There are usually a handful of guitarists that are in the upper echelon of guitar gods for everyone. Jimi Hendrix knows the lay of the land, and Jimmy Page shares some space up there, but Eddie Van Halen was reserved for those hallowed, even if the only thing he ever did was create ‘Eruption’.

Although Eric Clapton was the first guitar that made Eddie want to pick up a guitar, he thought that Jack Bruce might have been a much fiercer player than ‘Slowhand’ ever could.

However, when dissecting both Bruce and Clapton, they seemed to have two completely different vocabularies. Clapton grew up in the blues tradition and created his classic sound with The Yardbirds, while Bruce was the one who took every single great song that they ever made and brought it into the jazz world.

That contrast was not just about style, but about intent. Where Clapton often focused on phrasing and tone, letting notes breathe within a blues framework, Bruce approached the instrument with a restless energy that refused to sit still. His lines were constantly moving, shifting direction mid-phrase and pushing against the structure of the song rather than settling comfortably within it. It created a tension that could either elevate a track or threaten to pull it apart entirely.

For listeners, that dynamic became one of Cream’s defining features. The band was never content to simply groove in place, instead operating on the edge of something far less predictable. It meant that each performance carried a sense of risk, with Bruce’s bass acting almost as a second lead voice rather than a traditional foundation. That approach would go on to influence countless players, including Eddie, who recognised that power did not always come from restraint, but from knowing when to break the rules entirely.

Jack Bruce - Bassist - Singer - Cream - 1972
Credit: Far Out / Heinrich Klaffs

In fact, the whole reason why Cream formed was because Clapton wanted a break from just straight blues. He wasn’t going to sit around and watch The Yardbirds become a pop band, so the most logical thing to do was to work with the few musicians who could actually give him a run for his money.

He just might not have expected Bruce to play his bass like a lead guitar half the time. After years of blues rockers that have come since, Bruce still manages to do with just his fingers what it takes most people years to do with just a pick, usually running up and down the scales and actually managing to lock in with Baker every single time he plays.

Eddie knew that he was listening to brilliance every time he put on a Cream record, but for as good as Clapton was, Bruce might have been better in his eyes, telling Brad Tolinski, “Listen to ‘I’m So Glad’ on Goodbye and adjust the balance to the right–Jack Bruce and Ginger Baker were playing jazz through Marshall stacks. Jack is an insane player. The bass playing is the most insane twisting and changing thing I’ve ever heard in my life. Clapton sounds lost.”

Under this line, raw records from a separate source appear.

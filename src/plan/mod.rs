//! Plan acquisition, identity, and detection.
//!
//! This module answers three questions about the text a hook event
//! carries: where is the plan (discovery), which plan is it
//! (fingerprinting), and is it a plan at all (detection).

pub mod detector;
pub mod discover;
pub mod fingerprint;

pub use detector::{detect, Detection};
pub use discover::{
    find_plan_file, is_plan_file_path, last_assistant_text, read_plan_file, DiscoveredPlan,
    PlanSource,
};
pub use fingerprint::{content_hash, fingerprint};
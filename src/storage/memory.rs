//! In-memory session storage for testing.
//!
//! Thread-safe implementation of the `SessionStore` trait backed by
//! `RwLock<HashMap>` maps, used by hook runner and CLI tests so they
//! never touch the real sessions directory. Honors the same `get`
//! contract as the file store: stale records read as absent.

use std::collections::HashMap;
use std::path::{Path, PathBuf};
use std::sync::RwLock;

use chrono::{DateTime, Utc};

use crate::core::SessionState;
use crate::error::Result;
use crate::storage::traits::{SessionStore, RECENT_EVAL_TTL_SECONDS};

/// In-memory session store for testing.
///
/// Sessions and markers live in memory and are lost when the store is
/// dropped.
#[derive(Debug, Default)]
pub struct MemorySessionStore {
    sessions: RwLock<HashMap<String, SessionState>>,
    plan_markers: RwLock<HashMap<String, PathBuf>>,
    recent_evals: RwLock<HashMap<String, (String, DateTime<Utc>)>>,
}

impl MemorySessionStore {
    /// Create a new empty in-memory store.
    pub fn new() -> Self {
        Self::default()
    }

    /// Number of stored session records.
    pub fn len(&self) -> usize {
        self.sessions.read().unwrap().len()
    }

    /// Check if the store holds no session records.
    pub fn is_empty(&self) -> bool {
        self.sessions.read().unwrap().is_empty()
    }
}

impl SessionStore for MemorySessionStore {
    fn get(&self, session_id: &str) -> Result<Option<SessionState>> {
        let sessions = self.sessions.read().unwrap();
        Ok(sessions
            .get(session_id)
            .filter(|state| !state.is_stale())
            .cloned())
    }

    fn put(&self, state: &SessionState) -> Result<()> {
        let mut sessions = self.sessions.write().unwrap();
        sessions.insert(state.session_id.clone(), state.clone());
        Ok(())
    }

    fn delete(&self, session_id: &str) -> Result<()> {
        self.sessions.write().unwrap().remove(session_id);
        self.plan_markers.write().unwrap().remove(session_id);
        Ok(())
    }

    fn list(&self) -> Result<Vec<SessionState>> {
        let sessions = self.sessions.read().unwrap();
        let mut records: Vec<SessionState> = sessions.values().cloned().collect();
        records.sort_by(|a, b| b.last_updated.cmp(&a.last_updated));
        Ok(records)
    }

    fn clear_all(&self) -> Result<usize> {
        let mut sessions = self.sessions.write().unwrap();
        let removed = sessions.len();
        sessions.clear();
        self.plan_markers.write().unwrap().clear();
        self.recent_evals.write().unwrap().clear();
        Ok(removed)
    }

    fn record_plan_marker(&self, session_id: &str, path: &Path) -> Result<()> {
        self.plan_markers
            .write()
            .unwrap()
            .insert(session_id.to_string(), path.to_path_buf());
        Ok(())
    }

    fn plan_marker(&self, session_id: &str) -> Result<Option<PathBuf>> {
        Ok(self.plan_markers.read().unwrap().get(session_id).cloned())
    }

    fn mark_evaluated(&self, session_id: &str, content_hash: &str) -> Result<()> {
        self.recent_evals
            .write()
            .unwrap()
            .insert(session_id.to_string(), (content_hash.to_string(), Utc::now()));
        Ok(())
    }

    fn recently_evaluated(&self, session_id: &str, content_hash: &str) -> Result<bool> {
        let recent = self.recent_evals.read().unwrap();
        let Some((hash, evaluated_at)) = recent.get(session_id) else {
            return Ok(false);
        };
        if hash != content_hash {
            return Ok(false);
        }
        let age = Utc::now().signed_duration_since(*evaluated_at).num_seconds();
        Ok((0..RECENT_EVAL_TTL_SECONDS).contains(&age))
    }
}

#[cfg(test)]
mod tests {
    use super::*;
    use crate::core::PlanIdentity;
    use chrono::Duration;
    use std::sync::Arc;

    fn reviewed_state(session_id: &str) -> SessionState {
        let mut state = SessionState::new(session_id);
        state.advance_round(PlanIdentity::inline("# Plan|aaaa1111"));
        state.record_feedback(Some(6), "cover the migration path");
        state
    }

    #[test]
    fn test_conformance_crud() {
        let store = MemorySessionStore::new();
        crate::storage::traits::tests::test_session_store_crud(&store);
    }

    #[test]
    fn test_conformance_markers() {
        let store = MemorySessionStore::new();
        crate::storage::traits::tests::test_session_store_markers(&store);
    }

    #[test]
    fn test_len_and_is_empty() {
        let store = MemorySessionStore::new();
        assert!(store.is_empty());

        store.put(&reviewed_state("s-1")).unwrap();
        store.put(&reviewed_state("s-2")).unwrap();
        assert_eq!(store.len(), 2);
        assert!(!store.is_empty());
    }

    #[test]
    fn test_get_stale_record_reads_as_absent() {
        let store = MemorySessionStore::new();
        let mut state = reviewed_state("s-1");
        state.last_updated = Utc::now() - Duration::minutes(31);
        store.put(&state).unwrap();

        assert!(store.get("s-1").unwrap().is_none());
        // Still held, and still listed
        assert_eq!(store.len(), 1);
        assert_eq!(store.list().unwrap().len(), 1);
    }

    #[test]
    fn test_list_sorted_most_recent_first() {
        let store = MemorySessionStore::new();
        let mut older = reviewed_state("older");
        older.last_updated = Utc::now() - Duration::minutes(5);
        store.put(&older).unwrap();
        store.put(&reviewed_state("newer")).unwrap();

        let listed = store.list().unwrap();
        assert_eq!(listed[0].session_id, "newer");
        assert_eq!(listed[1].session_id, "older");
    }

    #[test]
    fn test_clear_all_counts_sessions() {
        let store = MemorySessionStore::new();
        store.put(&reviewed_state("s-1")).unwrap();
        store.put(&reviewed_state("s-2")).unwrap();
        store.mark_evaluated("s-1", "cafe0123").unwrap();

        assert_eq!(store.clear_all().unwrap(), 2);
        assert!(store.is_empty());
        assert!(!store.recently_evaluated("s-1", "cafe0123").unwrap());
    }

    #[test]
    fn test_thread_safety() {
        let store = Arc::new(MemorySessionStore::new());
        let mut handles = Vec::new();

        for i in 0..10 {
            let store = Arc::clone(&store);
            handles.push(std::thread::spawn(move || {
                let state = reviewed_state(&format!("s-{i}"));
                store.put(&state).unwrap();
                assert!(store.get(&format!("s-{i}")).unwrap().is_some());
            }));
        }
        for handle in handles {
            handle.join().unwrap();
        }

        assert_eq!(store.len(), 10);
    }

    #[test]
    fn test_arc_wrapped_store_implements_trait() {
        let store: Arc<dyn SessionStore> = Arc::new(MemorySessionStore::new());
        store.put(&reviewed_state("s-1")).unwrap();
        assert!(store.exists("s-1").unwrap());
        store.delete("s-1").unwrap();
        assert!(!store.exists("s-1").unwrap());
    }
}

It’s not like Clapton would disagree with Eddie on that, either. In the first few years of the group, half of the guitarist’s licks came from getting an education about how to play certain grooves and how to make the band jump while everyone thundered underneath him.

That’s probably why Eddie was so adamant about his rhythm playing when in Van Halen as well. Sure, he may have just used it to lock in with his brother whenever they performed together, but for all of the great tapping runs that he played, most of the power was in Eddie’s right hand, usually anchoring everything with a rocksteady pulse half the time.

In fact, are we sure that Eddie didn’t end up taking a few licks from Bruce as well as Clapton? There are still some bluesy licks that are totally ripped from ‘Slowhand’s playbook, but looking back to the way that he incorporated swing into songs like ‘Hot for Teacher’ and ‘I’m the One’, Bruce may have been just as important in shaping those songs for Eddie.